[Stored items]

★ ★ ★ ★ ★ ★ ★

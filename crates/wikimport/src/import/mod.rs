//! Import orchestration: turns approved candidates into wiki pages.
//!
//! A run selects the importable candidates, fetches and rewrites their
//! content on a private clone of the source tree, then writes pages one
//! depth level at a time so that every parent exists before its children.
//! Cancellation is cooperative and checked before each step, each level
//! and each page.

pub mod context;
pub mod error;
pub mod orchestrator;
pub mod progress;
pub mod request;
pub mod service;

pub use error::ImportError;
pub use orchestrator::{depth_batches, Collaborators, ImportOrchestrator};
pub use progress::{
    BroadcastProgress, ImportPhase, ImportProgressBroadcaster, ImportProgressEvent, NoopProgress,
    ProgressEvent, ProgressReporter,
};
pub use request::{ImportOutcome, ImportRequest, PageImportResult, Project};
pub use service::ImportService;
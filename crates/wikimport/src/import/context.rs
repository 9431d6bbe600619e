use std::collections::HashMap;

use crate::candidate::ImportCandidate;
use crate::rewrite::FileIndex;
use crate::wiki::PageId;

use super::request::{ImportRequest, PageImportResult};

/// State of one import run, filled in step by step.
pub struct ImportContext {
    // Input
    pub request: ImportRequest,
    pub task_id: String,

    // Validating results: importable candidates in source order, and their
    // indices grouped by depth
    pub importable: Vec<ImportCandidate>,
    pub batches: Vec<Vec<usize>>,

    // Preparing results
    pub workspace_root_id: Option<String>,
    pub files: FileIndex,

    // Importing results
    pub results: Vec<PageImportResult>,
    /// Page id of every candidate written or found unchanged, by wiki name.
    pub page_ids: HashMap<String, PageId>,
    /// Pages created or updated, for reindexing.
    pub touched: Vec<PageId>,
}

impl ImportContext {
    pub fn new(request: ImportRequest, task_id: &str) -> Self {
        Self {
            request,
            task_id: task_id.to_string(),
            importable: Vec::new(),
            batches: Vec::new(),
            workspace_root_id: None,
            files: FileIndex::new(),
            results: Vec::new(),
            page_ids: HashMap::new(),
            touched: Vec::new(),
        }
    }

    pub fn project_id(&self) -> &str {
        &self.request.project.id
    }
}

★ ★ ★ ★ ★ ★ ★

_PROBLEM TO WORK ON_
Every line from the data above that contains "request" must appear in the answer.

_RESULT_
pub mod request;
pub use request::{ImportOutcome, ImportRequest, PageImportResult, Project};
use super::request::{ImportRequest, PageImportResult};
    pub request: ImportRequest,
    pub fn new(request: ImportRequest, task_id: &str) -> Self {
            request,
        &self.request.project.id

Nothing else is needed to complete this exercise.